■ Provided records ■
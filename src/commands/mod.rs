//! Command handlers for device operations.
//!
//! Commands are `device_command` events on the local bus. On the craft the
//! device link writes them to the board; on the controller the relay
//! carries them to the craft. Either way the handler does not care which
//! side it runs on.

use std::time::Duration;

use tokio::task::JoinHandle;

use crate::error::{Error, Result};
use crate::event::{Event, EventDispatcher, EventFilter, names};
use crate::types::{Channel, ConfigPacket};

/// Default command timeout.
pub const DEFAULT_TIMEOUT: Duration = Duration::from_secs(5);

/// Command handler for device operations.
#[derive(Clone)]
pub struct CommandHandler {
    dispatcher: EventDispatcher,
    timeout: Duration,
}

impl CommandHandler {
    /// Creates a new command handler.
    #[must_use]
    pub const fn new(dispatcher: EventDispatcher) -> Self {
        Self {
            dispatcher,
            timeout: DEFAULT_TIMEOUT,
        }
    }

    /// Sets the command timeout.
    pub const fn set_timeout(&mut self, timeout: Duration) {
        self.timeout = timeout;
    }

    /// Returns the command timeout.
    #[must_use]
    pub const fn timeout(&self) -> Duration {
        self.timeout
    }

    fn timeout_error(&self) -> Error {
        Error::Timeout {
            timeout_ms: u64::try_from(self.timeout.as_millis()).unwrap_or(u64::MAX),
        }
    }

    /// Sends a raw configuration packet.
    pub fn send(&self, packet: &ConfigPacket) -> Result<()> {
        let event = Event::with_packet(names::DEVICE_COMMAND, packet)?;
        self.dispatcher.dispatch(event);
        Ok(())
    }

    /// Sends each packet in order, returning how many were sent.
    fn send_all(&self, packets: &[ConfigPacket]) -> Result<usize> {
        for packet in packets {
            self.send(packet)?;
        }
        Ok(packets.len())
    }

    // ========== Device state ==========

    /// Asks the device to report its status.
    pub fn request_status(&self) -> Result<()> {
        self.send(&ConfigPacket::new_status_request())
    }

    /// Requests the device status and waits until it reports ready.
    ///
    /// # Errors
    ///
    /// Returns `Error::Device` if the device reports an error first, or
    /// `Error::Timeout` if nothing arrives in time.
    pub async fn wait_for_ready(&self) -> Result<()> {
        // Subscribe before sending; a fast reply would otherwise be missed
        let mut subscription = self.dispatcher.subscribe(Some(EventFilter::names(&[
            names::DEVICE_READY,
            names::DEVICE_ERROR,
        ])));
        self.request_status()?;

        let event = tokio::time::timeout(self.timeout, subscription.recv())
            .await
            .map_err(|_| self.timeout_error())?
            .ok_or(Error::ChannelClosed)?;

        if event.is(names::DEVICE_ERROR) {
            let message = event
                .decode::<String>()
                .unwrap_or_else(|_| event.payload.clone().unwrap_or_default());
            return Err(Error::Device { message });
        }
        Ok(())
    }

    /// Spawns a task that requests the device status whenever the relay
    /// (re)connects, so the peer learns the device state after a gap.
    #[must_use]
    pub fn spawn_resync(&self) -> JoinHandle<()> {
        let handler = self.clone();
        let mut events = self
            .dispatcher
            .subscribe(Some(EventFilter::name(names::RELAY_CONNECTION)));
        tokio::spawn(async move {
            while let Some(event) = events.recv().await {
                if !event.decode::<bool>().unwrap_or(false) {
                    continue;
                }
                tracing::debug!("relay up, requesting device status");
                if let Err(e) = handler.request_status() {
                    tracing::warn!("status request failed: {}", e);
                }
            }
        })
    }

    // ========== Outputs ==========

    /// Drives one channel's servo to `value`.
    pub fn set_servo(&self, channel: Channel, value: u16) -> Result<()> {
        let mut packet = ConfigPacket::new();
        packet.set_value(channel, value);
        self.send(&packet)
    }

    /// Turns calibration mode on or off.
    pub fn set_calibration_mode(&self, enabled: bool) -> Result<()> {
        self.send(&ConfigPacket::new_calibration_mode(enabled))
    }

    /// Hands the outputs to the receiver (`true`) or takes them back.
    pub fn set_receiver_control(&self, enabled: bool) -> Result<()> {
        self.send(&ConfigPacket::new_receiver_control(enabled))
    }

    // ========== Profiles ==========

    /// Sends a full channel profile, one small packet at a time.
    ///
    /// Advisory warnings are logged; the profile is sent regardless.
    /// Returns the number of packets sent.
    pub fn push_profile(&self, profile: &ConfigPacket) -> Result<usize> {
        for warning in profile.validate() {
            tracing::warn!("profile warning: {}", warning);
        }
        self.send_all(&profile.channel_packets())
    }

    /// Sends only what changed between the saved and the edited profile.
    ///
    /// Control fields go first, in their own packets. Returns the number of
    /// packets sent; zero when nothing changed.
    pub fn push_changes(&self, saved: &ConfigPacket, edited: &ConfigPacket) -> Result<usize> {
        let changes = saved.diff(edited);
        if changes.is_empty() {
            tracing::debug!("profile unchanged, nothing to send");
            return Ok(0);
        }
        for warning in edited.validate() {
            tracing::warn!("profile warning: {}", warning);
        }

        let mut packets = Vec::new();
        if let Some(enabled) = changes.calibration_mode() {
            packets.push(ConfigPacket::new_calibration_mode(enabled));
        }
        if let Some(enabled) = changes.receiver_control() {
            packets.push(ConfigPacket::new_receiver_control(enabled));
        }
        packets.extend(changes.channel_packets());
        self.send_all(&packets)
    }
}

■ Task statement ■
Output nothing but the number of lines in the data containing the string "message".

■ Solution to the problem ■
2